▸ WORK ORDER
Find the word "linear" in the data below and copy each line that holds it.

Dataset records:

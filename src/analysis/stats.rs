//! Descriptive statistics over a result table.
//!
//! Output follows the familiar dataframe layout: one column per input column,
//! one row per statistic.

use crate::database::types::{render_text_table, ColumnKind, KustoTable, TypeMapper};
use std::collections::HashMap;

/// Read-only view of a result table for analysis.
#[derive(Debug, Clone, Copy)]
pub struct Frame<'a> {
    table: &'a KustoTable,
}

impl<'a> Frame<'a> {
    pub fn new(table: &'a KustoTable) -> Self {
        Self { table }
    }

    /// (rows, columns)
    pub fn shape(&self) -> (usize, usize) {
        (self.table.row_count(), self.table.column_count())
    }

    pub fn is_empty(&self) -> bool {
        self.table.is_empty()
    }

    pub fn column_names(&self) -> Vec<&'a str> {
        self.table.columns.iter().map(|c| c.name.as_str()).collect()
    }

    /// Indices of numeric columns.
    pub fn numeric_columns(&self) -> Vec<usize> {
        (0..self.table.column_count())
            .filter(|&i| self.table.is_numeric_column(i))
            .collect()
    }

    /// Indices of free-form columns (strings and dynamic values).
    pub fn categorical_columns(&self) -> Vec<usize> {
        (0..self.table.column_count())
            .filter(|&i| !self.table.is_numeric_column(i))
            .filter(|&i| {
                !matches!(
                    self.table.columns[i].kind(),
                    ColumnKind::Boolean | ColumnKind::DateTime
                )
            })
            .collect()
    }

    pub fn names_of(&self, indices: &[usize]) -> Vec<&'a str> {
        indices
            .iter()
            .filter_map(|&i| self.table.columns.get(i).map(|c| c.name.as_str()))
            .collect()
    }

    /// First `n` rows as an aligned text table without an index.
    pub fn head(&self, n: usize) -> String {
        self.table.to_text_table(n)
    }

    /// Non-null numeric values of a column.
    fn numbers(&self, idx: usize) -> Vec<f64> {
        self.table
            .column_values(idx)
            .filter_map(TypeMapper::as_f64)
            .filter(|v| v.is_finite())
            .collect()
    }

    /// Numeric value per row, `None` where missing.
    fn numbers_by_row(&self, idx: usize) -> Vec<Option<f64>> {
        self.table
            .column_values(idx)
            .map(|v| TypeMapper::as_f64(v).filter(|x| x.is_finite()))
            .collect()
    }
}

/// Summary statistics of one numeric column.
#[derive(Debug, Clone, Copy, PartialEq)]
pub struct ColumnProfile {
    pub count: usize,
    pub mean: f64,
    pub std: f64,
    pub min: f64,
    pub q25: f64,
    pub q50: f64,
    pub q75: f64,
    pub max: f64,
}

impl ColumnProfile {
    /// Profile a set of values. Sample standard deviation; linear percentiles.
    pub fn from_values(values: &[f64]) -> Self {
        let count = values.len();
        if count == 0 {
            return Self {
                count,
                mean: f64::NAN,
                std: f64::NAN,
                min: f64::NAN,
                q25: f64::NAN,
                q50: f64::NAN,
                q75: f64::NAN,
                max: f64::NAN,
            };
        }

        let mut sorted = values.to_vec();
        sorted.sort_by(|a, b| a.total_cmp(b));

        let mean = sorted.iter().sum::<f64>() / count as f64;
        let std = if count > 1 {
            let ss: f64 = sorted.iter().map(|v| (v - mean).powi(2)).sum();
            (ss / (count - 1) as f64).sqrt()
        } else {
            f64::NAN
        };

        Self {
            count,
            mean,
            std,
            min: sorted[0],
            q25: percentile(&sorted, 0.25),
            q50: percentile(&sorted, 0.50),
            q75: percentile(&sorted, 0.75),
            max: sorted[count - 1],
        }
    }

    fn cells(&self) -> Vec<String> {
        vec![
            format_stat(self.count as f64),
            format_stat(self.mean),
            format_stat(self.std),
            format_stat(self.min),
            format_stat(self.q25),
            format_stat(self.q50),
            format_stat(self.q75),
            format_stat(self.max),
        ]
    }
}

/// Percentile of sorted values with linear interpolation.
fn percentile(sorted: &[f64], p: f64) -> f64 {
    if sorted.is_empty() {
        return f64::NAN;
    }
    let pos = p * (sorted.len() - 1) as f64;
    let lo = pos.floor() as usize;
    let hi = pos.ceil() as usize;
    sorted[lo] + (sorted[hi] - sorted[lo]) * (pos - lo as f64)
}

fn format_stat(v: f64) -> String {
    if v.is_nan() {
        "NaN".to_string()
    } else {
        format!("{:.6}", v)
    }
}

/// A labelled grid of statistics.
#[derive(Debug, Clone, PartialEq)]
pub struct StatsTable {
    pub columns: Vec<String>,
    pub index: Vec<String>,
    /// `cells[row][column]`
    pub cells: Vec<Vec<String>>,
}

impl StatsTable {
    pub fn is_empty(&self) -> bool {
        self.columns.is_empty()
    }

    pub fn cell(&self, row: &str, column: &str) -> Option<&str> {
        let r = self.index.iter().position(|i| i == row)?;
        let c = self.columns.iter().position(|col| col == column)?;
        self.cells.get(r)?.get(c).map(String::as_str)
    }

    /// Render with the index as a left-aligned first column.
    pub fn render(&self) -> String {
        let index_width = self.index.iter().map(|i| i.chars().count()).max().unwrap_or(0);

        let mut headers = vec![String::new()];
        headers.extend(self.columns.iter().cloned());

        let rows: Vec<Vec<String>> = self
            .index
            .iter()
            .zip(&self.cells)
            .map(|(label, cells)| {
                let mut row = vec![format!("{:<width$}", label, width = index_width)];
                row.extend(cells.iter().cloned());
                row
            })
            .collect();

        render_text_table(&headers, &rows)
    }
}

/// Describe a frame: numeric statistics when numeric columns exist,
/// otherwise count/unique/top/freq of every column.
pub fn describe(frame: &Frame<'_>) -> StatsTable {
    let numeric = frame.numeric_columns();
    if numeric.is_empty() {
        describe_categorical(frame)
    } else {
        describe_numeric(frame, &numeric)
    }
}

/// Numeric statistics for the given columns.
pub fn describe_numeric(frame: &Frame<'_>, columns: &[usize]) -> StatsTable {
    let profiles: Vec<Vec<String>> = columns
        .iter()
        .map(|&i| ColumnProfile::from_values(&frame.numbers(i)).cells())
        .collect();

    let index: Vec<String> = ["count", "mean", "std", "min", "25%", "50%", "75%", "max"]
        .iter()
        .map(|s| s.to_string())
        .collect();

    let cells = (0..index.len())
        .map(|r| profiles.iter().map(|p| p[r].clone()).collect())
        .collect();

    StatsTable {
        columns: frame.names_of(columns).into_iter().map(String::from).collect(),
        index,
        cells,
    }
}

fn describe_categorical(frame: &Frame<'_>) -> StatsTable {
    let (_, column_count) = frame.shape();
    let mut per_column: Vec<Vec<String>> = Vec::with_capacity(column_count);

    for idx in 0..column_count {
        let values: Vec<String> = frame
            .table
            .column_values(idx)
            .filter(|v| !v.is_null())
            .map(TypeMapper::display)
            .collect();

        let mut freq: HashMap<&str, usize> = HashMap::new();
        let mut first_seen: Vec<&str> = Vec::new();
        for v in &values {
            let entry = freq.entry(v.as_str()).or_insert(0);
            if *entry == 0 {
                first_seen.push(v.as_str());
            }
            *entry += 1;
        }

        // Most frequent value; ties go to the first one seen.
        let top = first_seen
            .iter()
            .copied()
            .fold(None::<(&str, usize)>, |best, v| {
                let n = freq[v];
                match best {
                    Some((_, b)) if b >= n => best,
                    _ => Some((v, n)),
                }
            });

        per_column.push(vec![
            values.len().to_string(),
            freq.len().to_string(),
            top.map(|(v, _)| v.to_string()).unwrap_or_else(|| "NaN".into()),
            top.map(|(_, n)| n.to_string()).unwrap_or_else(|| "NaN".into()),
        ]);
    }

    let index: Vec<String> = ["count", "unique", "top", "freq"]
        .iter()
        .map(|s| s.to_string())
        .collect();
    let cells = (0..index.len())
        .map(|r| per_column.iter().map(|c| c[r].clone()).collect())
        .collect();

    StatsTable {
        columns: frame.column_names().into_iter().map(String::from).collect(),
        index,
        cells,
    }
}

/// Pairwise Pearson correlation between columns, rounded to two decimals.
pub fn correlation_matrix(frame: &Frame<'_>, columns: &[usize]) -> StatsTable {
    let series: Vec<Vec<Option<f64>>> = columns.iter().map(|&i| frame.numbers_by_row(i)).collect();
    let names: Vec<String> = frame.names_of(columns).into_iter().map(String::from).collect();

    let cells = series
        .iter()
        .map(|a| {
            series
                .iter()
                .map(|b| {
                    let r = pearson(a, b);
                    if r.is_nan() {
                        "NaN".to_string()
                    } else {
                        format!("{:.2}", r)
                    }
                })
                .collect()
        })
        .collect();

    StatsTable {
        columns: names.clone(),
        index: names,
        cells,
    }
}

/// Pearson correlation over rows where both values are present.
fn pearson(a: &[Option<f64>], b: &[Option<f64>]) -> f64 {
    let pairs: Vec<(f64, f64)> = a
        .iter()
        .zip(b)
        .filter_map(|(x, y)| Some(((*x)?, (*y)?)))
        .collect();
    if pairs.len() < 2 {
        return f64::NAN;
    }

    let n = pairs.len() as f64;
    let mean_x = pairs.iter().map(|p| p.0).sum::<f64>() / n;
    let mean_y = pairs.iter().map(|p| p.1).sum::<f64>() / n;

    let (mut cov, mut var_x, mut var_y) = (0.0, 0.0, 0.0);
    for (x, y) in &pairs {
        let dx = x - mean_x;
        let dy = y - mean_y;
        cov += dx * dy;
        var_x += dx * dx;
        var_y += dy * dy;
    }

    if var_x == 0.0 || var_y == 0.0 {
        return f64::NAN;
    }
    (cov / (var_x.sqrt() * var_y.sqrt())).clamp(-1.0, 1.0)
}
//! Graceful shutdown handling.
//!
//! On SIGTERM or Ctrl+C the server stops serving, waits for running queries
//! up to the drain timeout, then releases every cached connection handle.

use crate::constants::DRAIN_POLL_INTERVAL;
use crate::service::KustoService;
use std::sync::atomic::{AtomicBool, Ordering};
use std::sync::Arc;
use std::time::{Duration, Instant};
use tokio::sync::watch;
use tracing::{error, info, warn};

/// Shutdown signal that can be awaited.
#[derive(Clone)]
pub struct ShutdownSignal {
    receiver: watch::Receiver<bool>,
}

impl ShutdownSignal {
    /// Wait for the shutdown signal.
    pub async fn recv(&mut self) {
        let _ = self.receiver.wait_for(|&v| v).await;
    }

    pub fn is_shutdown(&self) -> bool {
        *self.receiver.borrow()
    }
}

/// Shutdown phases, logged as they are entered.
#[derive(Debug, Clone, Copy, PartialEq, Eq)]
pub enum ShutdownPhase {
    Initiated,
    DrainingQueries,
    ClosingConnections,
    Complete,
}

impl std::fmt::Display for ShutdownPhase {
    fn fmt(&self, f: &mut std::fmt::Formatter<'_>) -> std::fmt::Result {
        match self {
            ShutdownPhase::Initiated => write!(f, "initiated"),
            ShutdownPhase::DrainingQueries => write!(f, "draining_queries"),
            ShutdownPhase::ClosingConnections => write!(f, "closing_connections"),
            ShutdownPhase::Complete => write!(f, "complete"),
        }
    }
}

/// Controller for managing graceful shutdown.
pub struct ShutdownController {
    sender: watch::Sender<bool>,
    shutting_down: AtomicBool,
    /// Set once connections have been released.
    closed: AtomicBool,
    drain_timeout: Duration,
}

impl ShutdownController {
    pub fn new(drain_timeout: Duration) -> Self {
        let (sender, _) = watch::channel(false);
        Self {
            sender,
            shutting_down: AtomicBool::new(false),
            closed: AtomicBool::new(false),
            drain_timeout,
        }
    }

    pub fn signal(&self) -> ShutdownSignal {
        ShutdownSignal {
            receiver: self.sender.subscribe(),
        }
    }

    pub fn is_shutting_down(&self) -> bool {
        self.shutting_down.load(Ordering::SeqCst)
    }

    pub fn drain_timeout(&self) -> Duration {
        self.drain_timeout
    }

    /// Initiate shutdown. Later calls are no-ops.
    pub fn shutdown(&self) {
        if self
            .shutting_down
            .compare_exchange(false, true, Ordering::SeqCst, Ordering::SeqCst)
            .is_ok()
        {
            info!("Shutdown phase: {}", ShutdownPhase::Initiated);
            let _ = self.sender.send(true);
        }
    }

    /// Drain running queries, then close every connection exactly once.
    pub async fn graceful_shutdown(&self, service: &KustoService) {
        self.shutdown();

        info!("Shutdown phase: {}", ShutdownPhase::DrainingQueries);
        self.drain_queries(service).await;

        if self
            .closed
            .compare_exchange(false, true, Ordering::SeqCst, Ordering::SeqCst)
            .is_ok()
        {
            info!("Shutdown phase: {}", ShutdownPhase::ClosingConnections);
            service.close_connections();
        }

        info!("Shutdown phase: {}", ShutdownPhase::Complete);
    }

    async fn drain_queries(&self, service: &KustoService) {
        let start = Instant::now();

        loop {
            let running = service.in_flight_queries();
            if running == 0 {
                info!("All queries drained");
                break;
            }

            if start.elapsed() >= self.drain_timeout {
                warn!(
                    "Drain timeout exceeded with {} queries still running",
                    running
                );
                break;
            }

            info!("Waiting for {} in-flight queries to complete...", running);
            tokio::time::sleep(DRAIN_POLL_INTERVAL).await;
        }
    }
}

/// Shared shutdown controller type.
pub type SharedShutdownController = Arc<ShutdownController>;

/// Install SIGTERM (Unix) and Ctrl+C handlers that trigger `controller`.
pub fn install_signal_handlers(controller: SharedShutdownController) {
    let ctrl_c_controller = controller.clone();
    tokio::spawn(async move {
        match tokio::signal::ctrl_c().await {
            Ok(()) => {
                info!("Received Ctrl+C, initiating shutdown...");
                ctrl_c_controller.shutdown();
            }
            Err(e) => error!("Failed to listen for Ctrl+C signal: {}", e),
        }
    });

    #[cfg(unix)]
    {
        tokio::spawn(async move {
            match tokio::signal::unix::signal(tokio::signal::unix::SignalKind::terminate()) {
                Ok(mut sigterm) => {
                    sigterm.recv().await;
                    info!("Received SIGTERM, initiating shutdown...");
                    controller.shutdown();
                }
                Err(e) => error!("Failed to install SIGTERM handler: {}", e),
            }
        });
    }
    #[cfg(not(unix))]
    drop(controller);
}

#[cfg(test)]
mod tests {
    use super::*;
    use crate::database::{
        ClientFactory, ConnectionHandle, ConnectionRegistry, KustoBackend, KustoResponse,
    };
    use crate::error::KustoError;
    use async_trait::async_trait;

    struct SlowBackend(Duration);

    #[async_trait]
    impl KustoBackend for SlowBackend {
        async fn execute(&self, _db: &str, query: &str) -> Result<KustoResponse, KustoError> {
            if !query.starts_with('.') {
                tokio::time::sleep(self.0).await;
            }
            Ok(KustoResponse::empty())
        }

        fn cluster(&self) -> &str {
            "https://c"
        }
    }

    struct Factory(Duration);

    #[async_trait]
    impl ClientFactory for Factory {
        async fn connect(&self, _cluster: &str) -> Result<ConnectionHandle, KustoError> {
            Ok(Arc::new(SlowBackend(self.0)))
        }
    }

    async fn connected_service(query_time: Duration) -> Arc<KustoService> {
        let registry = Arc::new(ConnectionRegistry::new(
            Arc::new(Factory(query_time)),
            None,
            None,
        ));
        let service = Arc::new(KustoService::with_registry(registry, None));
        assert!(service.connect("https://c", "db").await.0);
        service
    }

    #[test]
    fn test_shutdown_signal_and_idempotence() {
        let controller = ShutdownController::new(Duration::from_secs(1));
        let signal = controller.signal();
        assert!(!signal.is_shutdown());

        controller.shutdown();
        controller.shutdown();
        assert!(controller.is_shutting_down());
        assert!(signal.is_shutdown());
    }

    #[tokio::test]
    async fn test_graceful_shutdown_closes_connections() {
        let service = connected_service(Duration::ZERO).await;
        assert_eq!(service.registry().handle_count(), 1);

        let controller = ShutdownController::new(Duration::from_secs(1));
        controller.graceful_shutdown(&service).await;
        assert_eq!(service.registry().handle_count(), 0);

        // A second pass does not close again.
        assert!(service.connect("https://c", "db").await.0);
        controller.graceful_shutdown(&service).await;
        assert_eq!(service.registry().handle_count(), 1);
    }

    #[tokio::test]
    async fn test_drain_waits_for_running_query() {
        let service = connected_service(Duration::from_millis(300)).await;
        let runner = service.clone();
        let query = tokio::spawn(async move { runner.execute_query("T | take 1").await });

        tokio::time::sleep(Duration::from_millis(50)).await;
        assert_eq!(service.in_flight_queries(), 1);

        let controller = ShutdownController::new(Duration::from_secs(5));
        controller.graceful_shutdown(&service).await;
        assert_eq!(service.in_flight_queries(), 0);
        assert!(query.await.unwrap().is_success());
    }

    #[tokio::test]
    async fn test_drain_timeout_still_closes() {
        let service = connected_service(Duration::from_secs(5)).await;
        let runner = service.clone();
        let _query = tokio::spawn(async move { runner.execute_query("T").await });
        tokio::time::sleep(Duration::from_millis(50)).await;

        let controller = ShutdownController::new(Duration::from_millis(100));
        controller.graceful_shutdown(&service).await;
        assert_eq!(service.registry().handle_count(), 0);
    }

    #[test]
    fn test_shutdown_phase_display() {
        assert_eq!(ShutdownPhase::DrainingQueries.to_string(), "draining_queries");
        assert_eq!(
            ShutdownPhase::ClosingConnections.to_string(),
            "closing_connections"
        );
    }
}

▸ ANSWER SPACE
    /// Profile a set of values. Sample standard deviation; linear percentiles.
/// Percentile of sorted values with linear interpolation.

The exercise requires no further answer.